Lambda is split into a control plane and data plane. Each plane is responsible for a specific set of activities in the service. The Control Plane provides management APIs and manages integrations with all AWS services. Whilst the Data Plane is Lambda’s Invoke API that triggers Lambda function invocations, this explanation is still very abstract but things will become clearer over time.

Deployment Interoperability

When deploying your Lambda function, you can either define a container image which is stored in Amazon ECR registry or deploy the code through a .zip file. You can specificy the location of an object in Amazon S3 by defining this in a CloudFormation template or through the CLI. If you’re uploading the .zip through the console, it will be stored in an inaccessible S3 bucket.

Function code which is uploaded using the ZIP format is optimized once, and then is stored in an encrypted format using an AWS-managed key and AES-GCM. Functions uploaded to Lambda using the container image format are also optimized.
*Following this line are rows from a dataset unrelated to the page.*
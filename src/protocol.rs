//! Modbus TCP message model
//!
//! Requests and responses are plain values. The exception bit on the function
//! code never appears here: a response is either [`ResponseBody::Success`] or
//! [`ResponseBody::Exception`], and the codec sets the bit when it writes bytes.

use std::fmt;

use crate::constants::{
    EXCEPTION_ILLEGAL_DATA_ADDRESS, EXCEPTION_ILLEGAL_DATA_VALUE, EXCEPTION_ILLEGAL_FUNCTION,
    FC_READ_HOLDING_REGISTERS, MAX_MBAP_LENGTH, MBAP_HEADER_LEN, MIN_MBAP_LENGTH,
};
use crate::error::DecodeError;
use crate::pdu::ModbusPdu;

/// Modbus unit identifier (echoed verbatim, never routed on)
pub type UnitId = u8;

/// Modbus Application Protocol header
#[derive(Debug, Clone, Copy, PartialEq, Eq)]
pub struct MbapHeader {
    pub transaction_id: u16,
    pub protocol_id: u16,
    /// Byte count of unit id + PDU
    pub length: u16,
    pub unit_id: UnitId,
}

impl MbapHeader {
    /// Parse the fixed 7-byte header at the start of `bytes`.
    ///
    /// Only the size is checked here; protocol id and length are validated by
    /// the caller, which knows how much of the frame it holds.
    pub fn parse(bytes: &[u8]) -> Result<Self, DecodeError> {
        if bytes.len() < MBAP_HEADER_LEN {
            return Err(DecodeError::Truncated {
                expected: MBAP_HEADER_LEN,
                actual: bytes.len(),
            });
        }

        Ok(Self {
            transaction_id: u16::from_be_bytes([bytes[0], bytes[1]]),
            protocol_id: u16::from_be_bytes([bytes[2], bytes[3]]),
            length: u16::from_be_bytes([bytes[4], bytes[5]]),
            unit_id: bytes[6],
        })
    }

    /// Number of PDU bytes that follow the header, as declared by `length`
    #[inline]
    pub fn pdu_len(&self) -> usize {
        (self.length as usize).saturating_sub(1)
    }

    /// Reject lengths that cannot describe a Modbus TCP frame.
    ///
    /// Used when reading from a stream, before the body is read, so a bogus
    /// header never drives a large read.
    pub fn check_length(&self) -> Result<(), DecodeError> {
        let length = self.length as usize;
        if !(MIN_MBAP_LENGTH..=MAX_MBAP_LENGTH).contains(&length) {
            return Err(DecodeError::LengthOutOfRange(self.length));
        }
        Ok(())
    }
}

/// Function-specific part of a request
#[derive(Debug, Clone, Copy, PartialEq, Eq)]
pub enum RequestPdu {
    /// FC03 Read Holding Registers
    ReadHoldingRegisters { start_address: u16, quantity: u16 },
    /// Any other function code; answered with Illegal Function
    Unsupported { function_code: u8 },
}

impl RequestPdu {
    /// Raw function code byte
    pub fn function_code(&self) -> u8 {
        match self {
            Self::ReadHoldingRegisters { .. } => FC_READ_HOLDING_REGISTERS,
            Self::Unsupported { function_code } => *function_code,
        }
    }
}

/// Decoded Modbus TCP request
#[derive(Debug, Clone, Copy, PartialEq, Eq)]
pub struct Request {
    pub transaction_id: u16,
    pub unit_id: UnitId,
    pub pdu: RequestPdu,
}

impl Request {
    /// Build a Read Holding Registers request
    pub fn read_holding_registers(
        transaction_id: u16,
        unit_id: UnitId,
        start_address: u16,
        quantity: u16,
    ) -> Self {
        Self {
            transaction_id,
            unit_id,
            pdu: RequestPdu::ReadHoldingRegisters {
                start_address,
                quantity,
            },
        }
    }

    /// Raw function code byte
    #[inline]
    pub fn function_code(&self) -> u8 {
        self.pdu.function_code()
    }
}

impl fmt::Display for Request {
    fn fmt(&self, f: &mut fmt::Formatter<'_>) -> fmt::Result {
        write!(f, "TID={} UID={} ", self.transaction_id, self.unit_id)?;
        match self.pdu {
            RequestPdu::ReadHoldingRegisters {
                start_address,
                quantity,
            } => write!(
                f,
                "FC=0x{:02X} ({}) Start={} Qty={}",
                FC_READ_HOLDING_REGISTERS,
                ModbusPdu::function_code_description(FC_READ_HOLDING_REGISTERS),
                start_address,
                quantity
            ),
            RequestPdu::Unsupported { function_code } => write!(
                f,
                "FC=0x{:02X} ({}) unsupported",
                function_code,
                ModbusPdu::function_code_description(function_code)
            ),
        }
    }
}

/// Modbus exception codes produced by the responder
#[derive(Debug, Clone, Copy, PartialEq, Eq, Hash)]
#[repr(u8)]
pub enum ExceptionCode {
    IllegalFunction = EXCEPTION_ILLEGAL_FUNCTION,
    IllegalDataAddress = EXCEPTION_ILLEGAL_DATA_ADDRESS,
    IllegalDataValue = EXCEPTION_ILLEGAL_DATA_VALUE,
}

impl ExceptionCode {
    /// Wire value
    #[inline]
    pub fn to_u8(self) -> u8 {
        self as u8
    }
}

impl fmt::Display for ExceptionCode {
    fn fmt(&self, f: &mut fmt::Formatter<'_>) -> fmt::Result {
        let name = match self {
            Self::IllegalFunction => "Illegal Function",
            Self::IllegalDataAddress => "Illegal Data Address",
            Self::IllegalDataValue => "Illegal Data Value",
        };
        write!(f, "{} (0x{:02X})", name, self.to_u8())
    }
}

/// Outcome of handling a request
#[derive(Debug, Clone, PartialEq, Eq)]
pub enum ResponseBody {
    /// Register values in ascending address order
    Success(Vec<u16>),
    Exception(ExceptionCode),
}

/// Response ready to be encoded
#[derive(Debug, Clone, PartialEq, Eq)]
pub struct Response {
    pub transaction_id: u16,
    pub unit_id: UnitId,
    /// Function code of the triggering request, without the exception bit
    pub function_code: u8,
    pub body: ResponseBody,
}

impl Response {
    /// Successful reply to `request` carrying `registers`
    pub fn success(request: &Request, registers: Vec<u16>) -> Self {
        Self {
            transaction_id: request.transaction_id,
            unit_id: request.unit_id,
            function_code: request.function_code(),
            body: ResponseBody::Success(registers),
        }
    }

    /// Exception reply to `request`
    pub fn exception(request: &Request, code: ExceptionCode) -> Self {
        Self {
            transaction_id: request.transaction_id,
            unit_id: request.unit_id,
            function_code: request.function_code(),
            body: ResponseBody::Exception(code),
        }
    }

    #[inline]
    pub fn is_exception(&self) -> bool {
        matches!(self.body, ResponseBody::Exception(_))
    }

    /// Register values for a successful response
    pub fn registers(&self) -> Option<&[u16]> {
        match &self.body {
            ResponseBody::Success(registers) => Some(registers),
            ResponseBody::Exception(_) => None,
        }
    }
}

impl fmt::Display for Response {
    fn fmt(&self, f: &mut fmt::Formatter<'_>) -> fmt::Result {
        write!(f, "TID={} UID={} ", self.transaction_id, self.unit_id)?;
        match &self.body {
            ResponseBody::Success(registers) => write!(
                f,
                "FC=0x{:02X} ByteCount={} Values={:?}",
                self.function_code,
                registers.len() * 2,
                registers
            ),
            ResponseBody::Exception(code) => write!(
                f,
                "FC=0x{:02X} Exception={}",
                self.function_code | crate::constants::EXCEPTION_FLAG,
                code
            ),
        }
    }
}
Your idle Lambda function is actually just stored as a .zip file residing in Amazon S3.

The container image is downloaded from its original source, optimized into chunks, and then stored as encrypted chunks using an encryption method which uses a combination of AES-CTR, AES-GCM, and a SHA-256 MAC. The encryption method allows Lambda to securely deduplicate encrypted chunks.

Breaking down the architecture

Lambda creates the Execution environment (worker) on a fleet of EC2 instances. These workers are bare metal Nitro instances which are launched in a seperate inaccessible AWS account. These workers have hardware-virtualized MVMs (Micro Virtual Machines) created by Firecracker (Linux’s Kernel-based Virtual Machine). Workers have a lease lifetime of 14 hours, when a worker approaches this maximum, no further invocations are forwarded to the worker and the worker is terminated. Each worker has the ability to host one concurrent invocation, but is being reused if multiple invocations of the same function occur. Lambda never reuses an execution environment across multiple functions.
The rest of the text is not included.